Loss of PVAT anticontractile function in obesity is due to dysfunctional PVAT. Mesenteric (a, c) and gracilis (b, d) resistance arteries were isolated from control (a, b) and obese mice (c, d). Arteries were subjected to EFS in the presence and absence of PVAT harvested from either control mice or obese mice, which was suspended above the artery in the organ bath (a −PVAT vs. control PVAT p < 0.01**, −PVAT vs. obese PVAT p > 0.05, control PVAT vs. obese PVAT p < 0.001⁺⁺⁺. b −PVAT vs. control PVAT p < 0.0001****, −PVAT vs. obese PVAT p > 0.05, control PVAT vs. obese PVAT p < 0.0001⁺⁺⁺⁺. c −PVAT vs. control PVAT p < 0.0001****, −PVAT vs. obese PVAT p > 0.05, control PVAT vs. obese PVAT p < 0.000⁺⁺⁺⁺. d −PVAT vs. control PVAT p < 0.0001****, −PVAT vs. obese PVAT p > 0.05, control PVAT vs. obese PVAT p < 0.0001⁺⁺⁺⁺).
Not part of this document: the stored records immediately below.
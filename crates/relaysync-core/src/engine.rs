//! Sync engine collaborator
//!
//! The sync engine owns durable, acknowledgement-driven replication. This
//! crate only calls its published operations and feeds it inbound packets:
//!
//! ```text
//!   SyncAdapter ──append/add_peer/share──▶ SyncNode
//!                                             │  ▲
//!                             send(packet)    │  │ watch()
//!                                             ▼  │
//!                                          PacketTransport
//! ```
//!
//! Implementations provide their own internal concurrency control.

use async_trait::async_trait;

use crate::error::BridgeResult;
use crate::types::{GroupId, MessageId, Packet, Payload, PeerId};

/// Operations of the sync engine used by the adapter
pub trait SyncNode: Send + Sync {
    /// Append opaque data to `group`; returns the generated packet id.
    fn append_message(&self, group: GroupId, data: &[u8]) -> BridgeResult<MessageId>;

    /// Register `peer` as a member of `group`.
    fn add_peer(&self, group: GroupId, peer: PeerId) -> BridgeResult<()>;

    /// Start replicating the state of `group` to `peer`.
    fn share(&self, group: GroupId, peer: PeerId) -> BridgeResult<()>;

    /// Whether `peer` is already a member of `group`.
    fn is_peer_in_group(&self, group: GroupId, peer: PeerId) -> bool;

    /// Spawn the engine's background run loop. Called once by the adapter.
    fn start(&self);
}

/// What the sync engine sees of the network
#[async_trait]
pub trait PacketTransport: Send + Sync {
    /// Wait for the next inbound packet.
    ///
    /// Returns `None` once no more packets can arrive.
    async fn watch(&self) -> Option<Packet>;

    /// Emit `payload` from `from` to `to` within `group`.
    ///
    /// Not retried; retries belong to the engine.
    fn send(
        &self,
        group: GroupId,
        from: PeerId,
        to: Option<PeerId>,
        payload: &Payload,
    ) -> BridgeResult<()>;
}
//! Send-time scheduling hint for the sync engine's retry backoff

/// Epoch (seconds) at which a message retried `retry_count` times should be
/// sent next: `now + 2 * retry_count`.
pub fn next_send_time(retry_count: u64, now: i64) -> i64 {
    let delay = i64::try_from(retry_count.saturating_mul(2)).unwrap_or(i64::MAX);
    now.saturating_add(delay)
}

#[cfg(test)]
mod tests {
    use super::*;

    #[test]
    fn test_first_attempt_is_immediate() {
        assert_eq!(next_send_time(0, 1_700_000_000), 1_700_000_000);
    }

    #[test]
    fn test_linear_backoff() {
        assert_eq!(next_send_time(1, 100), 102);
        assert_eq!(next_send_time(5, 100), 110);
    }

    #[test]
    fn test_saturates_instead_of_overflowing() {
        assert_eq!(next_send_time(u64::MAX, 0), i64::MAX);
        assert_eq!(next_send_time(1, i64::MAX), i64::MAX);
    }
}
//! Broadcast network collaborator
//!
//! The network is modeled as a small capability trait so the transport can
//! run against any store-and-forward pub/sub implementation:
//!
//! ```text
//! ┌──────────────────────────────────────────────────────────┐
//! │  BroadcastNetwork                                        │
//! │  ├── post(NewEnvelope)      seal + submit an envelope    │
//! │  ├── subscribe(Filter)      register a filter            │
//! │  ├── messages(&FilterId)    drain new matching envelopes │
//! │  └── unsubscribe(&FilterId) tear the filter down         │
//! └──────────────────────────────────────────────────────────┘
//! ```
//!
//! The network owns envelope encryption, proof of work and TTL expiry. It
//! attaches the cryptographic origin of every received envelope as `src`.

pub mod memory;

use std::fmt;

use x25519_dalek::StaticSecret;

use crate::error::BridgeResult;
use crate::keys::SymKey;
use crate::types::{EnvelopeHash, PublicKey, Topic};

pub use memory::{MemoryBus, MemoryNetwork};

/// Encryption requested for an outbound envelope
#[derive(Clone, PartialEq, Eq)]
pub enum EnvelopeKey {
    /// Room key shared by all members of a public chat
    Symmetric(SymKey),
    /// Encrypt to a single recipient
    Asymmetric(PublicKey),
}

impl fmt::Debug for EnvelopeKey {
    fn fmt(&self, f: &mut fmt::Formatter<'_>) -> fmt::Result {
        match self {
            EnvelopeKey::Symmetric(_) => write!(f, "Symmetric([REDACTED])"),
            EnvelopeKey::Asymmetric(key) => {
                write!(f, "Asymmetric({})", hex::encode(&key.as_bytes()[..8]))
            }
        }
    }
}

/// Envelope-construction request
#[derive(Debug, Clone)]
pub struct NewEnvelope {
    pub topic: Topic,
    pub payload: Vec<u8>,
    pub key: EnvelopeKey,
    pub ttl_secs: u32,
    pub pow_target: f64,
    pub pow_time_secs: u32,
}

/// Key a filter uses to open matching envelopes
#[derive(Clone)]
pub enum FilterKey {
    /// Open envelopes sealed with this room key
    Symmetric(SymKey),
    /// Open envelopes sealed to the owner of this secret
    Asymmetric(StaticSecret),
}

impl fmt::Debug for FilterKey {
    fn fmt(&self, f: &mut fmt::Formatter<'_>) -> fmt::Result {
        match self {
            FilterKey::Symmetric(_) => write!(f, "Symmetric([REDACTED])"),
            FilterKey::Asymmetric(_) => write!(f, "Asymmetric([REDACTED])"),
        }
    }
}

/// Criteria selecting which envelopes a subscription receives
#[derive(Debug, Clone)]
pub struct Filter {
    pub topics: Vec<Topic>,
    pub key: FilterKey,
    /// Only accept envelopes originating from this key
    pub source: Option<PublicKey>,
}

impl Filter {
    /// True if the envelope's topic and origin pass this filter.
    pub fn matches(&self, topic: &Topic, src: Option<&PublicKey>) -> bool {
        if !self.topics.contains(topic) {
            return false;
        }
        match (&self.source, src) {
            (None, _) => true,
            (Some(expected), Some(actual)) => expected == actual,
            (Some(_), None) => false,
        }
    }
}

/// Handle to a registered filter
#[derive(Debug, Clone, PartialEq, Eq, Hash)]
pub struct FilterId(pub String);

impl fmt::Display for FilterId {
    fn fmt(&self, f: &mut fmt::Formatter<'_>) -> fmt::Result {
        f.write_str(&self.0)
    }
}

/// A decrypted envelope matching a filter
#[derive(Debug, Clone)]
pub struct ReceivedEnvelope {
    pub hash: EnvelopeHash,
    pub topic: Topic,
    /// Cryptographic origin, `None` for unsigned envelopes
    pub src: Option<PublicKey>,
    pub payload: Vec<u8>,
    /// Unix seconds at which the envelope was posted
    pub sent_at: i64,
    pub ttl_secs: u32,
}

/// Store-and-forward broadcast network
pub trait BroadcastNetwork: Send + Sync {
    /// Seal and submit an envelope.
    fn post(&self, envelope: NewEnvelope) -> BridgeResult<EnvelopeHash>;

    /// Register a filter; matching envelopes accumulate until polled.
    fn subscribe(&self, filter: Filter) -> BridgeResult<FilterId>;

    /// Drain envelopes received by the filter since the previous call.
    fn messages(&self, id: &FilterId) -> BridgeResult<Vec<ReceivedEnvelope>>;

    /// Remove a filter.
    fn unsubscribe(&self, id: &FilterId) -> BridgeResult<()>;
}

#[cfg(test)]
mod tests {
    use super::*;

    fn filter(source: Option<PublicKey>) -> Filter {
        Filter {
            topics: vec![Topic([1, 2, 3, 4])],
            key: FilterKey::Symmetric([0u8; 32]),
            source,
        }
    }

    #[test]
    fn test_filter_matches_topic() {
        let f = filter(None);
        assert!(f.matches(&Topic([1, 2, 3, 4]), None));
        assert!(!f.matches(&Topic([4, 3, 2, 1]), None));
    }

    #[test]
    fn test_filter_matches_source() {
        let alice = PublicKey::from([1u8; 32]);
        let bob = PublicKey::from([2u8; 32]);
        let f = filter(Some(alice));
        let topic = Topic([1, 2, 3, 4]);

        assert!(f.matches(&topic, Some(&alice)));
        assert!(!f.matches(&topic, Some(&bob)));
        assert!(!f.matches(&topic, None));
    }

    #[test]
    fn test_debug_redacts_keys() {
        let key = EnvelopeKey::Symmetric([7u8; 32]);
        assert_eq!(format!("{:?}", key), "Symmetric([REDACTED])");
    }
}
//! Uniform protocol contract over the sync engine and the transport
//!
//! Application code sees only [`Protocol`]: subscribe to a destination,
//! send opaque bytes to it, request history. The [`SyncAdapter`] turns a
//! send into a sync engine append, after making sure a private recipient
//! is a member of the destination group:
//!
//! ```text
//! send(data, opts)
//!   ├── validate opts               (InvalidOptions, no side effects)
//!   ├── destination ─▶ Topic ─▶ GroupId
//!   ├── recipient not in group?  ─▶ add_peer + share   (once per peer)
//!   └── append_message(group, data) ─▶ packet id
//! ```
//!
//! The engine later emits the packet through [`Transport::send`].

use std::sync::Arc;

use async_trait::async_trait;
use parking_lot::Mutex;
use tokio::sync::mpsc;
use tracing::{debug, info};

use crate::codec::group_for_topic;
use crate::engine::SyncNode;
use crate::error::BridgeResult;
use crate::message::Message;
use crate::options::{RequestOptions, SendOptions, SubscribeOptions};
use crate::subscription::Subscription;
use crate::transport::Transport;
use crate::types::{GroupId, MessageId, PeerId, PublicKey};

/// Send/subscribe/request contract exposed to application code
#[async_trait]
pub trait Protocol: Send + Sync {
    /// Deliver decoded messages for a destination to `messages`.
    async fn subscribe(
        &self,
        messages: mpsc::Sender<Message>,
        options: SubscribeOptions,
    ) -> BridgeResult<Subscription>;

    /// Send `data` to a destination; returns the generated message id.
    async fn send(&self, data: &[u8], options: SendOptions) -> BridgeResult<MessageId>;

    /// Retrieve historic messages.
    async fn request(&self, options: RequestOptions) -> BridgeResult<()>;
}

/// [`Protocol`] implementation backed by a sync engine
pub struct SyncAdapter {
    node: Arc<dyn SyncNode>,
    transport: Arc<Transport>,
    /// Serializes the membership check with add_peer/share
    peer_lock: Mutex<()>,
}

impl SyncAdapter {
    /// Create the adapter and start the sync engine's run loop.
    pub fn new(node: Arc<dyn SyncNode>, transport: Arc<Transport>) -> Self {
        node.start();
        info!(peer = %transport.peer_id(), "Sync adapter started");
        Self {
            node,
            transport,
            peer_lock: Mutex::new(()),
        }
    }

    pub fn transport(&self) -> &Arc<Transport> {
        &self.transport
    }

    /// Make `recipient` a member of `group`, sharing existing state with it.
    ///
    /// No-op when there is no recipient or it is already a member.
    fn ensure_peer(&self, group: GroupId, recipient: Option<&PublicKey>) -> BridgeResult<()> {
        let Some(recipient) = recipient else {
            return Ok(());
        };
        let peer = PeerId::from_public_key(recipient);

        let _guard = self.peer_lock.lock();
        if self.node.is_peer_in_group(group, peer) {
            debug!(%group, %peer, "Peer already in group");
            return Ok(());
        }

        info!(%group, %peer, "Adding peer to group");
        self.node.add_peer(group, peer)?;
        self.node.share(group, peer)?;
        Ok(())
    }
}

#[async_trait]
impl Protocol for SyncAdapter {
    async fn subscribe(
        &self,
        messages: mpsc::Sender<Message>,
        options: SubscribeOptions,
    ) -> BridgeResult<Subscription> {
        options.validate()?;
        self.transport.subscribe(messages, &options)
    }

    async fn send(&self, data: &[u8], options: SendOptions) -> BridgeResult<MessageId> {
        options.validate()?;

        let topic = self.transport.resolve(&options.chat)?;
        let group = group_for_topic(&topic);

        self.ensure_peer(group, options.chat.recipient.as_ref())?;

        let id = self.node.append_message(group, data)?;
        debug!(%group, %id, len = data.len(), "Message appended");
        Ok(id)
    }

    /// Always succeeds: history reaches known peers through the engine's
    /// replication, not through point-in-time requests.
    async fn request(&self, options: RequestOptions) -> BridgeResult<()> {
        debug!(
            chat = %options.chat.chat_name,
            from = options.from,
            to = options.to,
            "History request served by replication"
        );
        Ok(())
    }
}

impl std::fmt::Debug for SyncAdapter {
    fn fmt(&self, f: &mut std::fmt::Formatter<'_>) -> std::fmt::Result {
        f.debug_struct("SyncAdapter")
            .field("transport", &self.transport)
            .finish()
    }
}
The responses of −PVAT control and obese mesenteric arteries shown in (a, c) are compared in (e) (control −PVAT vs. obese −PVAT p < 0.01**). The responses of −PVAT control and obese gracilis arteries shown in (b, d) are compared in (f) (control −PVAT vs. obese −PVAT p < 0.0001****). Data shown are mean ± SEM (n = 7 all groups) (two-way ANOVAs with Bonferroni post hoc tests).